また,学習者だけでなく教育者や協力者等,あるいは教育組織や機関,団体等,多くの教育に携わる人材や組織が研究対象となる.これらの研究対象は,研究者等との社会的関係上,弱い立場にある者(vulnerable population)に該当する場合が多い.
従って,臨床研究や疫学研究における研究参加者と同等に,福利に対する配慮が必要となる.
さらに,医学教育に関する研究活動は特定の企業等に利益をもたらす場合が考えられるため,利益相反について一定の倫理指針が必要である.」
前文の後には,表3に掲げる第1条から第41条にわたる項目があり,詳細は指針5)を参照いただきたいが,具体的な記載がなされている.例えば,第7条教育機会の均等性においては,「参加者に対して通常の教育活動以外の介入を加える研究計画を立てる場合には,(中略)少なくとも通常業務を著しく阻害せず,および道義的にも認められる範囲の計画であることを確認した上で実行に移さなければならない.(中略)さらに,参加者が,実験群・対照群として異なる条件下に置かれた上で研究が行われる場合には,研究終了後他方の教育を受けられるようにするなど,教育機会の均等性を保証しなければならない.」と記述されている,
I.目的・原則・対象 | |
第1条 | 目的 |
第2条 | 基本原則 |
第3条 | 適用範囲 |
II.倫理性の検討 | |
第4条 | 関係者の利益相反 |
第5条 | 参加者への負担 |
第6条 | 通常業務への影響 |
第7条 | 教育機会の均等性 |
第8条 | 研究の変更・中止 |
III.研究参加への同意 | |
第9条 | 説明義務 |
第10条 | 拒否・取り下げの機会の保証 |
第11条 | 義務説明 |
第12条 | 関係者の同意 |
第13条 | 参加者との関係 |
第14条 | 介入研究 |
第15条 | 観察研究 |
第16条 | 研究以外の目的で入手したデータを用いる研究 |
第17条 | 別目的の研究で同意を得て収集したデータに別の解析を行う研究 |
第18条 | 参加者に未成年を含む研究 |
第19条 | 他機関から提供を受けたデータを含む研究 |
第20条 | 上記の方法で同意を得ることができない研究 |
第21条 | 参加中止の取り扱い |
IV.情報管理 | |
第22条 | 守秘義務 |
第23条 | データ管理 |
第24条 | 記録保管・廃棄 |
V.研究結果の公表 | |
第25条 | 公表 |
第26条 | 公表に伴う責任 |
第27条 | 参加者の保護,肖像権 |
第28条 | 公表内容の信義 |
第29条 | 各種評価技法の保護 |
第30条 | 出典の明示 |
第31条 | 重複公表 |
第32条 | 共同研究者間の公平性 |
VI.自己研鑽と相互監視 | |
第33条 | 倫理の研鑽 |
第34条 | 説明責任 |
第35条 | 所属機関内の審査 |
第36条 | 共同研究の審査 |
第37条・ 第38条 |
所属機関内に倫理審査委員会がない場合における審査 |
第39条 | 相互監視 |
VII.施行・改訂 | |
第40条 | 施行 |
第41条 | 改訂 |
一般社団法人日本看護系大学協議会が2008年に公表した「看護学教育における倫理指針」6)は,教員が看護倫理を基盤に据えた看護職を育成するための基本的な考え方を示すものとされており,看護学の教育者に向けた倫理指針である.また,日本看護学教育学学会編集委員会においては研究倫理基本原則7)を制定している.筆者は看護教育研究における研究倫理を十分把握しているわけではないが,薬学教育研究を行ううえで,看護教育領域での検討事項,学生への配慮等は参考になると考えられる.

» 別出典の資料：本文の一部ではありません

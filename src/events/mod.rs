//! Semantic events derived from save changes.
//!
//! This module provides:
//! - The event value type and kind enumeration
//! - Snapshot diffing into ranked events
//! - Path-based fallback classification when parsing is unavailable
//! - The global emission cooldown gate
//! - Flavor text generation

mod classify;
mod diff;
pub mod flavor;
mod gate;

pub use classify::{classify_path, select_best, SaveKind};
pub use diff::diff;
pub use gate::EventGate;

use serde::{Deserialize, Serialize};

/// Classified, human-meaningful change kinds.
#[derive(Debug, Clone, Copy, PartialEq, Eq, Hash, Serialize, Deserialize)]
#[serde(rename_all = "snake_case")]
pub enum EventKind {
    /// A player appeared who was not in the previous snapshot.
    NewPlayer,
    /// A previously seen player is gone from the new snapshot.
    PlayerLeft,
    /// Pal count went up.
    EntityGained,
    /// Pal count went down.
    EntityLost,
    /// A retained player's level increased.
    PlayerLeveled,
    /// A new base camp appeared.
    BaseCreated,
    /// The world save was rewritten with no more specific change.
    WorldSave,
    /// A player-directory file changed (fallback classification).
    PlayerSave,
    /// A local-data file changed (fallback classification).
    LocalSave,
    /// A metadata file changed (fallback classification).
    MetaSave,
    /// Operator-supplied announcement; exempt from the cooldown gate.
    Manual,
}

/// Priorities: lower is more newsworthy.
pub const PRIORITY_IDENTITY: u8 = 1;
pub const PRIORITY_QUANTITY: u8 = 2;
pub const PRIORITY_FALLBACK: u8 = 3;

/// A classified change between two observations.
///
/// Value type: created by the diff or fallback classifier, consumed by
/// the gate in the same cycle, retained only in the bounded
/// recent-events ring.
#[derive(Debug, Clone, Serialize, Deserialize)]
pub struct SemanticEvent {
    /// Event kind.
    pub kind: EventKind,
    /// Human-readable description.
    pub message: String,
    /// Emission priority (lower = more important).
    pub priority: u8,
    /// Event-specific structured payload.
    #[serde(skip_serializing_if = "Option::is_none")]
    pub data: Option<serde_json::Value>,
}

impl SemanticEvent {
    /// Create an event without a structured payload.
    #[must_use]
    pub fn new(kind: EventKind, message: impl Into<String>, priority: u8) -> Self {
        Self {
            kind,
            message: message.into(),
            priority,
            data: None,
        }
    }

    /// Attach a structured payload.
    #[must_use]
    pub fn with_data(mut self, data: serde_json::Value) -> Self {
        self.data = Some(data);
        self
    }
}

#[cfg(test)]
mod tests {
    use super::*;

    #[test]
    fn test_event_kind_wire_names() {
        let json = serde_json::to_string(&EventKind::NewPlayer).unwrap();
        assert_eq!(json, "\"new_player\"");
        let json = serde_json::to_string(&EventKind::EntityGained).unwrap();
        assert_eq!(json, "\"entity_gained\"");
        let kind: EventKind = serde_json::from_str("\"player_save\"").unwrap();
        assert_eq!(kind, EventKind::PlayerSave);
    }

    #[test]
    fn test_event_payload_roundtrip() {
        let event = SemanticEvent::new(EventKind::EntityGained, "Pal count: 12 (+2)", 2)
            .with_data(serde_json::json!({"new_count": 12, "delta": 2}));
        let json = serde_json::to_string(&event).unwrap();
        let back: SemanticEvent = serde_json::from_str(&json).unwrap();
        assert_eq!(back.kind, EventKind::EntityGained);
        assert_eq!(back.data.unwrap()["delta"], 2);
    }
}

看護教育研究における被験者候補である学生への具体的な配慮方法の例として文献3,4)から把握したことは以下のとおりである.学生への研究参加依頼時には「自由意思による参加,不利益を受けないこと(成績と関係しないこと),参加後も撤回できることをきちんと伝える」のほか,教員が自身の研究への参加を直接呼びかけることで学生が圧力を感じることを防ぐための方策として,「講義中,実習中に説明をしない」,「研究者である教員自身が直接参加を依頼しない」などがある.また,調査票等の回収については「即時に回収しない」,「手渡し回収しない」,「匿名性を確保する」など,さらに,効果や成果に関する調査は成績が確定した後に実施すること,正規のカリキュラムを研究に組み入れる場合は学生に教育上の不利益が生じないことを保証することなどがある.
教育研究の多くは「人を対象とする医学系研究に関する倫理指針」の適用とならないが,それは倫理審査を必要としないということではなく,医学系研究とは異なる視点からの倫理審査が必要であることが,医学教育学,看護教育学の状況から鑑みて察することができる.学生や学生から得られた情報を取り扱う研究であり,また,組織として管理すべき情報を取り扱う研究という性質から,組織内に倫理審査体制の整備することが望ましいと考えられる.また,研究実施に際する倫理的配慮について,研究者への教育も重要であろう.一方,倫理審査等を研究者がハードルと感じて,教育研究が活性化されないことも懸念される.
薬学教育研究の最終目標は,質の高い人材を育成し医療の質向上へとつなげることであり,今後ますます活性化させなければならない.
今後策定されるであろう日本薬学教育学会の研究倫理指針は,薬学教育研究の質を高めるとともに,研究の発展に寄与するものでなければならない.
発表内容に関連し,開示すべき利益相反はない.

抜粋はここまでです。